Since its founding in 1854, Lincoln University, the nation’s first degree-granting Historically Black College and University (HBCU), has been internationally recognized for its commitment to excellence in scholarship and service. Lincoln University graduates have distinguished themselves in many fields including medicine, science, technology, education, law and the arts. In addition to our more well-known graduates — U.S. Supreme Court Justice Thurgood Marshall ’30; poet and playwright Langston Hughes ’29; the first president of Nigeria, Nnamdi Azikiwe ’30; and the first president of Ghana, Kwame Nkrumah ’39 — Lincoln University and its graduates have participated in the founding of eight U.S. universities and launched the model for what became the U.S. Peace Corps. Lincoln graduates also include the first African American bishop of the United Methodist Church, Roy C. Nichols ’41, and the U.S. Navy’s first African American female rear admiral, Lillian Fishburne ’71. In 1884, the University also produced the first alumni magazine published by any college or university in the United States.

Lincoln University’s beginnings can be traced back to its founder, Presbyterian Minister John Miller Dickey; his wife, Sarah Emlen Cresson; and its first two students, brothers James Ralston and Thomas H. Amos. The University was initially chartered as Ashmun Institute in honor of Jehudi Ashmun, the first governor of Liberia, and renamed Lincoln University in 1866 after the assassination of President Abraham Lincoln. Since its inception, Lincoln has attracted an interracial and international enrollment from the surrounding community, the region and throughout the world. The University admitted women students in 1952 and formally associated with the Commonwealth of Pennsylvania in 1972 as a staterelated, co-educational university. Lincoln University is accredited by the Middle States Commission on Higher Education.
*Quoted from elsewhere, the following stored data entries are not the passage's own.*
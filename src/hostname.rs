//! Pronounceable hostname allocation.
//!
//! The allocator is stateless; uniqueness is enforced by the registry at
//! insertion time, with the caller retrying on conflict.

use rand::seq::SliceRandom;
use rand::Rng;

/// Dot-prefixed domain appended to every generated hostname unless
/// overridden by `NGOPEN_HOSTNAME_SUFFIX`.
pub const DEFAULT_SUFFIX: &str = ".n.sbn.lol";

const ADJECTIVES: &[&str] = &[
    "red", "blue", "green", "amber", "happy", "swift", "clever", "brave", "kind", "wise", "calm",
    "bold", "quiet", "eager", "lucky", "merry", "noble", "proud", "rapid", "shiny", "sleek",
    "sunny", "vivid", "witty",
];

const NOUNS: &[&str] = &[
    "fox", "bear", "eagle", "wolf", "tiger", "lion", "hawk", "deer", "snake", "panda", "otter",
    "lynx", "crane", "finch", "gecko", "heron", "koala", "lemur", "moose", "raven", "seal",
    "stork", "trout", "zebra",
];

/// Returns `<adjective>-<noun>-<n><suffix>` with `n` in `[0, 10000)`.
pub fn generate(suffix: &str) -> String {
    let mut rng = rand::thread_rng();
    let adjective = ADJECTIVES.choose(&mut rng).unwrap();
    let noun = NOUNS.choose(&mut rng).unwrap();
    format!("{adjective}-{noun}-{}{suffix}", rng.gen_range(0..10_000))
}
During its distinguished history, Lincoln University has had 14 presidents: John Miller Dickey (1854-1856); John Pym Carter (1856-1861); John Wynne Martin (1861- 1865); Isaac Norton Rendall (1865-1906); John Ballard Rendall (1906-1924); William Hallock Johnson (1926- 1936); Walter Livingston Wright (1936-1945); Horace Mann Bond (1945-1957); Marvin Wachman (1961-1969); Herman Russell Branson (1970-1985); Niara Sudarkasa (1987-1998); Ivory V. Nelson (1999-2011); Robert R. Jennings (2012- 2014); and Brenda A. Allen (2017-present).

The University’s historic campus is located on 422 acres in southern Chester County, Pennsylvania. It also operates an additional location in Philadelphia, Pennsylvania at 3020 Market Street.

The University remains committed to preserving its distinction as an intellectual and cultural resource for this region and beyond.